Итак, попробуем подвести некоторые итоги. Мы рассмотрели несколько типов общинной организации. Еще М.В. Довнар-Запольский выделил эти три «типичные формы общинной организании: старые земли - Полоцкая, Витебская, частью Смоленская - здесь прочный политический союз, основным проявлением которого была вечевая жизнь; общины, сгруппировавшиеся в южных украинских городах, исследованная нами волость (Поднепровские и Подвинские волости. - А. Д.) – автономная часть некогда самостоятельного целого - земли». Не правда ли эта схема выглядит как некий типологический ряд? Так оно и есть на первый взгляд. Но это лишь своего рода иллюзия, поскольку все эти типы общин в данном случае есть не что иное, как разновидности и модификации древнерусских волостных общин - городов-государств.

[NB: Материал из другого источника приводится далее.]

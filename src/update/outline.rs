//! Outline message handling (heading navigation)
//!
//! Jumps operate within the active mode. In the source view the caret
//! moves directly to the line; in the rendered view the line is first
//! translated into a heading identity and handed to the alignment
//! machinery, which owns the retry and highlight behavior.

use crate::anchor::Anchor;
use crate::commands::Cmd;
use crate::host::Host;
use crate::messages::OutlineMsg;
use crate::model::{AppModel, ViewMode};
use crate::update::start_align;

pub fn update_outline(model: &mut AppModel, host: &mut dyn Host, msg: OutlineMsg) -> Option<Cmd> {
    match msg {
        OutlineMsg::JumpToLine { line, heading } => {
            jump_to_line(model, host, line, heading.as_deref())
        }
    }
}

fn jump_to_line(
    model: &mut AppModel,
    host: &mut dyn Host,
    line: usize,
    heading: Option<&str>,
) -> Option<Cmd> {
    match model.mode {
        ViewMode::Source => {
            let source = host.source();
            source.set_cursor_line(line);
            source.reveal_line(line);
            source.focus();
            Some(Cmd::Redraw)
        }
        ViewMode::Rendered => {
            let Some(anchor) = jump_anchor(model, line, heading) else {
                tracing::debug!(line, "no heading identity for outline jump");
                return None;
            };
            start_align(model, host, ViewMode::Rendered, anchor)
        }
    }
}

/// Translate an outline line into a heading anchor.
///
/// The index entry at or nearest above the line supplies the ordinal;
/// the panel's text hint wins over the indexed text when both exist.
/// With no index entry the hint alone forces pure text matching.
fn jump_anchor(model: &AppModel, line: usize, hint: Option<&str>) -> Option<Anchor> {
    let entry = model.headings.iter().rev().find(|h| h.line <= line);
    match (entry, hint) {
        (Some(entry), hint) => Some(Anchor::Heading {
            text: hint.unwrap_or(&entry.text).to_string(),
            line: Some(entry.line),
            ordinal: entry.ordinal,
        }),
        (None, Some(hint)) => Some(Anchor::Heading {
            text: hint.to_string(),
            line: None,
            ordinal: usize::MAX,
        }),
        (None, None) => None,
    }
}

В ряде районов они, благодаря сложившейся ситуации, доживают до позднейших времен и находят отражение в документах. У нас есть все основания говорить об общинном строе на территории русских земель Великого княжества Литовского в XIV-начале XVI в. Лишь постепенно под влиянием новых явлений этот строй разрушался, в ряде случаев продолжая сохраняться в существенных своих чертах.



Очерк второй. Община и право
.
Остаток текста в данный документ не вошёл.